Description of the task.
Go through the records that follow and tally the lines with "JsonRejection" in them; answer with the number alone.

╭─ Exercise material

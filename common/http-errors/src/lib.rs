use axum::{
    extract::rejection::{JsonRejection, PathRejection, QueryRejection},
    http::{HeaderValue, StatusCode},
    response::{IntoResponse, Response},
    Json,
};
use serde::Serialize;
use tracing::error;

pub const ERROR_CODE_HEADER: &str = "X-Error-Code";

#[derive(Serialize, Debug)]
pub struct ErrorBody {
    pub code: String,
    pub message: String,
}

/// Boundary error shared by every route. Each variant maps to exactly one
/// status code and always renders a JSON body with a human-readable message.
#[derive(Debug)]
pub enum ApiError {
    Unauthenticated { message: Option<String> },
    Forbidden { message: Option<String> },
    BadRequest { code: &'static str, message: Option<String> },
    NotFound { code: &'static str, message: Option<String> },
    Conflict { code: &'static str, message: Option<String> },
    BadGateway { code: &'static str, message: Option<String> },
    /// Detail is logged, never sent to the client.
    Internal { detail: Option<String> },
}

impl ApiError {
    pub fn internal<E: std::fmt::Display>(e: E) -> Self { Self::Internal { detail: Some(e.to_string()) } }
    pub fn bad_request(code: &'static str, message: impl Into<String>) -> Self { Self::BadRequest { code, message: Some(message.into()) } }
    pub fn not_found(code: &'static str) -> Self { Self::NotFound { code, message: None } }
    pub fn forbidden() -> Self { Self::Forbidden { message: None } }

    pub fn status(&self) -> StatusCode {
        match self {
            ApiError::Unauthenticated { .. } => StatusCode::UNAUTHORIZED,
            ApiError::Forbidden { .. } => StatusCode::FORBIDDEN,
            ApiError::BadRequest { .. } => StatusCode::BAD_REQUEST,
            ApiError::NotFound { .. } => StatusCode::NOT_FOUND,
            ApiError::Conflict { .. } => StatusCode::CONFLICT,
            ApiError::BadGateway { .. } => StatusCode::BAD_GATEWAY,
            ApiError::Internal { .. } => StatusCode::INTERNAL_SERVER_ERROR,
        }
    }

    pub fn code(&self) -> &'static str {
        match self {
            ApiError::Unauthenticated { .. } => "unauthenticated",
            ApiError::Forbidden { .. } => "forbidden",
            ApiError::BadRequest { code, .. }
            | ApiError::NotFound { code, .. }
            | ApiError::Conflict { code, .. }
            | ApiError::BadGateway { code, .. } => code,
            ApiError::Internal { .. } => "internal_error",
        }
    }

    fn message(self) -> String {
        match self {
            ApiError::Unauthenticated { message } => message.unwrap_or_else(|| "unauthorized access".into()),
            ApiError::Forbidden { message } => message.unwrap_or_else(|| "forbidden access".into()),
            ApiError::BadRequest { message, .. } => message.unwrap_or_else(|| "invalid request".into()),
            ApiError::NotFound { message, .. } => message.unwrap_or_else(|| "resource not found".into()),
            ApiError::Conflict { message, .. } => message.unwrap_or_else(|| "request conflicts with current state".into()),
            ApiError::BadGateway { message, .. } => message.unwrap_or_else(|| "upstream service failed".into()),
            ApiError::Internal { detail } => {
                if let Some(detail) = detail {
                    error!(error = %detail, "internal error");
                }
                "internal server error".into()
            }
        }
    }
}

impl IntoResponse for ApiError {
    fn into_response(self) -> Response {
        let status = self.status();
        let code = self.code();
        let body = ErrorBody { code: code.into(), message: self.message() };
        let mut resp = (status, Json(body)).into_response();
        if let Ok(val) = HeaderValue::from_str(code) {
            resp.headers_mut().insert(ERROR_CODE_HEADER, val);
        }
        resp
    }
}

impl From<JsonRejection> for ApiError {
    fn from(rejection: JsonRejection) -> Self {
        Self::BadRequest { code: "invalid_body", message: Some(rejection.body_text()) }
    }
}

impl From<QueryRejection> for ApiError {
    fn from(rejection: QueryRejection) -> Self {
        Self::BadRequest { code: "invalid_query", message: Some(rejection.body_text()) }
    }
}

impl From<PathRejection> for ApiError {
    fn from(rejection: PathRejection) -> Self {
        Self::BadRequest { code: "invalid_path", message: Some(rejection.body_text()) }
    }
}

pub type ApiResult<T> = Result<T, ApiError>;
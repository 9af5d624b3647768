use chrono::{DateTime, Duration, Utc};
use jsonwebtoken::{decode, encode, Algorithm, DecodingKey, EncodingKey, Header, Validation};
use serde::Serialize;
use tracing::debug;

use crate::claims::{Claims, ClaimsRepr};
use crate::config::JwtConfig;
use crate::error::{AuthError, AuthResult};

#[derive(Debug, Clone, Serialize)]
pub struct IssuedToken {
    pub token: String,
    pub expires_at: DateTime<Utc>,
}

/// Issues and verifies HS256 bearer tokens signed with the server secret.
/// Stateless: there is no revocation list, expiry is the only invalidation.
#[derive(Clone)]
pub struct TokenService {
    config: JwtConfig,
    encoding: EncodingKey,
    decoding: DecodingKey,
}

impl TokenService {
    pub fn new(config: JwtConfig) -> Self {
        let encoding = EncodingKey::from_secret(config.secret.as_bytes());
        let decoding = DecodingKey::from_secret(config.secret.as_bytes());
        Self { config, encoding, decoding }
    }

    pub fn issue(&self, email: &str) -> AuthResult<IssuedToken> {
        self.issue_at(email, Utc::now())
    }

    pub(crate) fn issue_at(&self, email: &str, now: DateTime<Utc>) -> AuthResult<IssuedToken> {
        let expires_at = now + Duration::seconds(self.config.ttl_seconds);
        let repr = ClaimsRepr {
            email: email.to_owned(),
            iat: Some(now.timestamp()),
            exp: expires_at.timestamp(),
        };
        let token = encode(&Header::new(Algorithm::HS256), &repr, &self.encoding)
            .map_err(|err| AuthError::Signing(err.to_string()))?;
        Ok(IssuedToken { token, expires_at })
    }

    pub fn verify(&self, token: &str) -> AuthResult<Claims> {
        let mut validation = Validation::new(Algorithm::HS256);
        validation.leeway = self.config.leeway_seconds.into();
        validation.set_required_spec_claims(&["exp"]);

        let token_data = decode::<ClaimsRepr>(token, &self.decoding, &validation)?;
        let claims = Claims::try_from(token_data.claims)?;
        debug!(email = %claims.email, "verified bearer token");
        Ok(claims)
    }
}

╰─

Answer space.
3